There was also disturbing evidence with how the FDA rationalized data on six reported deaths during the licensing trials. There were three suicides occurring after the participant’s last dose of esketamine. The FDA attributed these deaths to “the severity of the patients’ underlying illness.” Yet two of the participants had no indication of suicidal ideation during the study, either at entry or the last visit. Data was not available for the third participant.

Others have argued that these cases might fit with a pattern of a severe withdrawal reaction, consistent with other reports of suicide associated with recreational ketamine, and are significant enough in number to constitute a worrying signal.

An increase in depression and suicidality was also observed during esketamine treatment. Six participants in the esketamine group of the short-term trials became more depressed, compared to only one in the placebo group. Five participants expressed increased suicidal ideation in the esketamine group, compared to two in the placebo group. Paradoxically, Janssen sought and received an expansion of the use of esketamine to include acutely suicidal patients. See “Doublethink With Spravato?
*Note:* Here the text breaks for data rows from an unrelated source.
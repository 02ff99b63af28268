//! User interface rendering module
//!
//! - `header` - Title, gauge, status line, nav bar, help overlay
//! - `calculator` - Activity checklist, summary, and tier ladder panels

mod calculator;
mod header;

use crate::app::AppState;
use crate::components::keybindings::KeybindingContext;
use ratatui::{
    layout::{Constraint, Direction, Layout},
    Frame,
};

/// Title shown at the top of the screen
pub const APP_TITLE: &str = "Credit Tier Calculator";

/// Stateless renderer for the whole screen
#[derive(Debug, Default)]
pub struct UiRenderer;

impl UiRenderer {
    /// Create a new UI renderer
    pub fn new() -> Self {
        Self
    }

    /// Render the complete UI from application state
    pub fn render(&self, f: &mut Frame, state: &AppState, keybinding_ctx: &KeybindingContext) {
        let chunks = Layout::default()
            .direction(Direction::Vertical)
            .constraints([
                Constraint::Length(3), // Title
                Constraint::Min(10),   // Panels
                Constraint::Length(1), // Status
                Constraint::Length(1), // Navigation bar
            ])
            .split(f.area());

        header::render_title(f, chunks[0], APP_TITLE);
        calculator::render_calculator_in_area(f, state, chunks[1]);
        header::render_status(f, chunks[2], state);
        header::render_nav_bar(f, state, keybinding_ctx, chunks[3]);

        if state.help_visible {
            header::render_help_overlay(f, state, keybinding_ctx);
        }
    }
}
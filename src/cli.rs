use clap::{Parser, Subcommand};
use std::path::PathBuf;

use crate::types::OutputFormat;

/// tiercalc - Credit tier calculator
#[derive(Parser, Debug)]
#[command(name = "tiercalc")]
#[command(about = "Turn selected activities into credits and see which privileges they unlock")]
#[command(version)]
pub struct Cli {
    /// Catalog file (JSON) with activities, tiers, and presets.
    ///
    /// Falls back to the built-in catalog when neither this flag nor
    /// TIERCALC_CATALOG is set.
    #[arg(long, global = true, env = "TIERCALC_CATALOG")]
    pub catalog: Option<PathBuf>,

    /// Write logs to this file (the interactive UI logs nowhere otherwise)
    #[arg(long, global = true)]
    pub log_file: Option<PathBuf>,

    #[command(subcommand)]
    pub command: Option<Commands>,
}

#[derive(Subcommand, Debug)]
pub enum Commands {
    /// Run the interactive calculator (default)
    Tui,
    /// Print the summary for a selection without the interactive UI
    Summary {
        /// Activity ids to select (comma separated or repeated)
        #[arg(short, long, value_delimiter = ',')]
        select: Vec<String>,

        /// Start from a named preset; --select ids are added on top
        #[arg(short, long)]
        preset: Option<String>,

        /// Output format
        #[arg(short, long, value_enum, default_value_t = OutputFormat::Text)]
        format: OutputFormat,
    },
    /// List the activities, tiers, and presets of the active catalog
    Catalog,
    /// Validate a catalog file
    Validate {
        /// Path to catalog file to validate
        path: PathBuf,
    },
    /// Write the built-in catalog to a file as a starting point
    Export {
        /// Destination path
        path: PathBuf,
    },
}

impl Cli {
    /// Parse command line arguments
    pub fn parse_args() -> Self {
        Self::parse()
    }

    /// Whether this invocation opens the interactive UI
    pub fn is_interactive(&self) -> bool {
        matches!(self.command, None | Some(Commands::Tui))
    }
}
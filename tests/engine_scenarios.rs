//! Tier engine scenarios against the default catalog
//!
//! Catalog: guided_prompts=10, coparenting=15, journaling=12, goal_setting=10,
//! structured_checkin=8, reflection=10; tiers at 20/40/60/80.

use tiercalc::{
    compute_progress, compute_total, get_next_unlock, get_unlocked, summarize, Catalog, Selection,
};

fn selection(ids: &[&str]) -> Selection {
    ids.iter().copied().collect()
}

fn thresholds(tiers: &[tiercalc::UnlockTier]) -> Vec<u32> {
    tiers.iter().map(|t| t.threshold).collect()
}

// =============================================================================
// Scenarios
// =============================================================================

#[test]
fn test_empty_selection() {
    let catalog = Catalog::default();
    let summary = summarize(&catalog.activities, &catalog.tiers, &Selection::new());

    assert_eq!(summary.total, 0);
    assert!(summary.unlocked.is_empty());
    let next = summary.next.expect("first tier is next");
    assert_eq!(next.threshold, 20);
    assert!(next.label.starts_with("Additional call minutes"));
    assert_eq!(summary.progress.percent, 0.0);
    assert_eq!(summary.progress.points_remaining, 20);
    assert!(!summary.progress.maxed_out);
}

#[test]
fn test_example_bundle_lands_on_threshold() {
    let catalog = Catalog::default();
    let sel = selection(&["guided_prompts", "journaling", "structured_checkin", "goal_setting"]);
    let summary = summarize(&catalog.activities, &catalog.tiers, &sel);

    assert_eq!(summary.total, 40);
    assert_eq!(thresholds(&summary.unlocked), vec![20, 40]);
    assert_eq!(summary.next.map(|t| t.threshold), Some(60));
    assert_eq!(summary.progress.percent, 0.0);
    assert_eq!(summary.progress.points_remaining, 20);
}

#[test]
fn test_partial_progress_in_second_tier() {
    let catalog = Catalog::default();
    let summary = summarize(
        &catalog.activities,
        &catalog.tiers,
        &selection(&["guided_prompts", "coparenting"]),
    );

    assert_eq!(summary.total, 25);
    assert_eq!(thresholds(&summary.unlocked), vec![20]);
    assert_eq!(summary.next.map(|t| t.threshold), Some(40));
    assert_eq!(summary.progress.percent, 25.0);
    assert_eq!(summary.progress.points_remaining, 15);
}

#[test]
fn test_all_activities() {
    let catalog = Catalog::default();
    let all: Vec<&str> = catalog.activities.iter().map(|a| a.id.as_str()).collect();
    let summary = summarize(&catalog.activities, &catalog.tiers, &selection(&all));

    assert_eq!(summary.total, 65);
    assert_eq!(thresholds(&summary.unlocked), vec![20, 40, 60]);
    assert_eq!(summary.next.map(|t| t.threshold), Some(80));
    assert_eq!(summary.progress.percent, 25.0);
    assert_eq!(summary.progress.points_remaining, 15);
}

#[test]
fn test_unknown_id_contributes_zero() {
    let catalog = Catalog::default();
    let total = compute_total(&catalog.activities, &selection(&["stale_id", "guided_prompts"]));
    assert_eq!(total, 10);
}

#[test]
fn test_maxed_out_at_and_above_last_threshold() {
    let catalog = Catalog::default();
    for total in [80, 81, 1_000] {
        assert!(get_next_unlock(&catalog.tiers, total).is_none());
        assert_eq!(get_unlocked(&catalog.tiers, total).len(), catalog.tiers.len());

        let progress = compute_progress(&catalog.tiers, total);
        assert!(progress.maxed_out);
        assert_eq!(progress.percent, 100.0);
        assert_eq!(progress.points_remaining, 0);
    }
}

// =============================================================================
// Boundaries
// =============================================================================

#[test]
fn test_one_below_threshold() {
    let catalog = Catalog::default();
    let progress = compute_progress(&catalog.tiers, 39);
    assert_eq!(progress.percent, 95.0);
    assert_eq!(progress.points_remaining, 1);
    assert_eq!(get_unlocked(&catalog.tiers, 39).len(), 1);
}

#[test]
fn test_crossing_a_threshold_restarts_the_meter() {
    let catalog = Catalog::default();
    let before = compute_progress(&catalog.tiers, 59);
    let after = compute_progress(&catalog.tiers, 60);
    assert!(before.percent > after.percent);
    assert_eq!(after.percent, 0.0);
}

#[test]
fn test_repeated_calls_are_identical() {
    let catalog = Catalog::default();
    let sel = selection(&["journaling", "reflection"]);
    let first = summarize(&catalog.activities, &catalog.tiers, &sel);
    let second = summarize(&catalog.activities, &catalog.tiers, &sel);
    assert_eq!(first, second);
}
//! tiercalc Library
//!
//! Credit accumulation and tier unlock engine, plus the catalog, selection
//! store, and terminal UI built around it.

pub mod app;
pub mod catalog;
pub mod cli;
pub mod components;
pub mod engine;
pub mod error;
pub mod report;
pub mod selection;
pub mod session;
pub mod theme;
pub mod types;
pub mod ui;

// Re-export main types for convenience
pub use catalog::{Catalog, EXAMPLE_PRESET};
pub use error::CalcError;
pub use selection::{Selection, SelectionStore};
pub use session::Calculator;
pub use types::{Activity, OutputFormat, Points, Preset, Progress, Summary, TierStatus, UnlockTier};

// Tier engine
pub use engine::tiers::{compute_progress, compute_total, get_next_unlock, get_unlocked, summarize};
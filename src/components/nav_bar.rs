//! Bottom navigation bar showing the most useful keys for the focused panel

use super::keybindings::NavBarItem;
use crate::theme::Colors;
use ratatui::{
    layout::Rect,
    style::{Modifier, Style},
    text::{Line, Span},
    widgets::Paragraph,
    Frame,
};

pub struct NavBar {
    items: Vec<NavBarItem>,
}

impl NavBar {
    pub fn new(items: Vec<NavBarItem>) -> Self {
        Self { items }
    }

    /// Spans in `[Key] Label  [Key] Label` form
    pub fn spans(&self) -> Vec<Span<'static>> {
        let mut spans = Vec::with_capacity(self.items.len() * 3);
        for (i, item) in self.items.iter().enumerate() {
            if i > 0 {
                spans.push(Span::raw("  "));
            }
            spans.push(Span::styled(
                format!("[{}]", item.key_display),
                Style::default()
                    .fg(Colors::PRIMARY)
                    .add_modifier(Modifier::BOLD),
            ));
            spans.push(Span::styled(
                format!(" {}", item.action_label),
                Style::default().fg(Colors::NAV_HINT),
            ));
        }
        spans
    }

    pub fn render(&self, f: &mut Frame, area: Rect) {
        if area.height == 0 {
            return;
        }
        f.render_widget(Paragraph::new(Line::from(self.spans())), area);
    }
}
//! Property-Based Tests for tiercalc
//!
//! Uses proptest for testing invariants of the tier engine:
//! - Totals ignore selection order and unknown ids
//! - Unlocked tiers form a prefix split exactly at the total
//! - Progress stays in range and only grows within a tier

use proptest::prelude::*;
use tiercalc::{
    compute_progress, compute_total, get_next_unlock, get_unlocked, Activity, Selection,
    UnlockTier,
};

// =============================================================================
// Strategies
// =============================================================================

/// Catalog of up to 8 activities with unique ids `a0..a7`
fn activities_strategy() -> impl Strategy<Value = Vec<Activity>> {
    prop::collection::vec(0u32..50, 1..8).prop_map(|points| {
        points
            .into_iter()
            .enumerate()
            .map(|(i, p)| Activity::new(&format!("a{}", i), &format!("Activity {}", i), "", p))
            .collect()
    })
}

/// Non-decreasing thresholds built from cumulative gaps (gaps may be 0)
fn tiers_strategy() -> impl Strategy<Value = Vec<UnlockTier>> {
    prop::collection::vec(0u32..40, 1..6).prop_map(|gaps| {
        let mut threshold = 0;
        gaps.into_iter()
            .enumerate()
            .map(|(i, gap)| {
                threshold += gap;
                UnlockTier::new(threshold, &format!("tier {}", i))
            })
            .collect()
    })
}

/// Ids drawn from the catalog range plus some that are never in a catalog
fn ids_strategy() -> impl Strategy<Value = Vec<String>> {
    prop::collection::vec(
        prop_oneof![
            (0usize..8).prop_map(|i| format!("a{}", i)),
            "[x-z]{1,4}".prop_map(|s| format!("stale_{}", s)),
        ],
        0..12,
    )
}

// =============================================================================
// Totals
// =============================================================================

proptest! {
    /// Reversing the insertion order never changes the total
    #[test]
    fn total_is_order_independent(activities in activities_strategy(), ids in ids_strategy()) {
        let forward: Selection = ids.iter().cloned().collect();
        let backward: Selection = ids.iter().rev().cloned().collect();
        prop_assert_eq!(
            compute_total(&activities, &forward),
            compute_total(&activities, &backward)
        );
    }

    /// Total equals the sum over known, deduplicated ids
    #[test]
    fn total_matches_known_ids(activities in activities_strategy(), ids in ids_strategy()) {
        let selection: Selection = ids.iter().cloned().collect();
        let expected: u32 = activities
            .iter()
            .filter(|a| selection.contains(&a.id))
            .map(|a| a.points)
            .sum();
        prop_assert_eq!(compute_total(&activities, &selection), expected);
    }

    #[test]
    fn empty_selection_totals_zero(activities in activities_strategy()) {
        prop_assert_eq!(compute_total(&activities, &Selection::new()), 0);
    }
}

// =============================================================================
// Unlocks
// =============================================================================

proptest! {
    /// Unlocked tiers are a prefix: everything returned is <= total, the rest > total
    #[test]
    fn unlocked_is_prefix(tiers in tiers_strategy(), total in 0u32..250) {
        let unlocked = get_unlocked(&tiers, total);
        prop_assert_eq!(&unlocked[..], &tiers[..unlocked.len()]);
        prop_assert!(unlocked.iter().all(|t| t.threshold <= total));
        prop_assert!(tiers[unlocked.len()..].iter().all(|t| t.threshold > total));
    }

    /// No next unlock exactly when every tier is unlocked
    #[test]
    fn next_none_iff_all_unlocked(tiers in tiers_strategy(), total in 0u32..250) {
        let all_unlocked = get_unlocked(&tiers, total).len() == tiers.len();
        prop_assert_eq!(get_next_unlock(&tiers, total).is_none(), all_unlocked);
        if let Some(next) = get_next_unlock(&tiers, total) {
            prop_assert!(next.threshold > total);
        }
    }
}

// =============================================================================
// Progress
// =============================================================================

proptest! {
    #[test]
    fn progress_in_range(tiers in tiers_strategy(), total in 0u32..250) {
        let progress = compute_progress(&tiers, total);
        prop_assert!((0.0..=100.0).contains(&progress.percent));
        if progress.maxed_out {
            prop_assert_eq!(progress.percent, 100.0);
            prop_assert_eq!(progress.points_remaining, 0);
        } else {
            let next = get_next_unlock(&tiers, total).expect("not maxed");
            prop_assert_eq!(progress.points_remaining, next.threshold - total);
        }
    }

    /// While the next tier stays the same, more credits never lower the meter
    #[test]
    fn progress_monotonic_within_tier(tiers in tiers_strategy(), total in 0u32..250, step in 1u32..20) {
        let higher = total + step;
        let same_next = get_next_unlock(&tiers, total) == get_next_unlock(&tiers, higher);
        let low = compute_progress(&tiers, total);
        let high = compute_progress(&tiers, higher);
        if same_next {
            prop_assert!(high.percent >= low.percent);
        }
        if low.maxed_out {
            prop_assert!(high.maxed_out);
            prop_assert_eq!(high.percent, 100.0);
        }
    }

    /// Same inputs, same outputs
    #[test]
    fn progress_is_idempotent(tiers in tiers_strategy(), total in 0u32..250) {
        prop_assert_eq!(compute_progress(&tiers, total), compute_progress(&tiers, total));
    }
}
Horowitz and Moncrieff concluded that history is repeating itself: “A known drug of misuse, associated with significant harm, is increasingly promoted despite scant evidence of efficacy and without adequate long-term safety studies.” But they are not the only individuals concerned with the potential problems with esketamine-related adverse events. Gastalon et al analyzed adverse events (AEs) reported in the FDA Adverse Event Reporting system (FAERS) between March 2019 and March 2020. They found 962 registered reports of esketamine-related AEs in one year, reinforcing worries regarding the safety and acceptability of esketamine. Signals (i.e., statistically significant disproportionality) were detected for disassociation, sedation, feeling drunk, suicidal ideation and completed suicide.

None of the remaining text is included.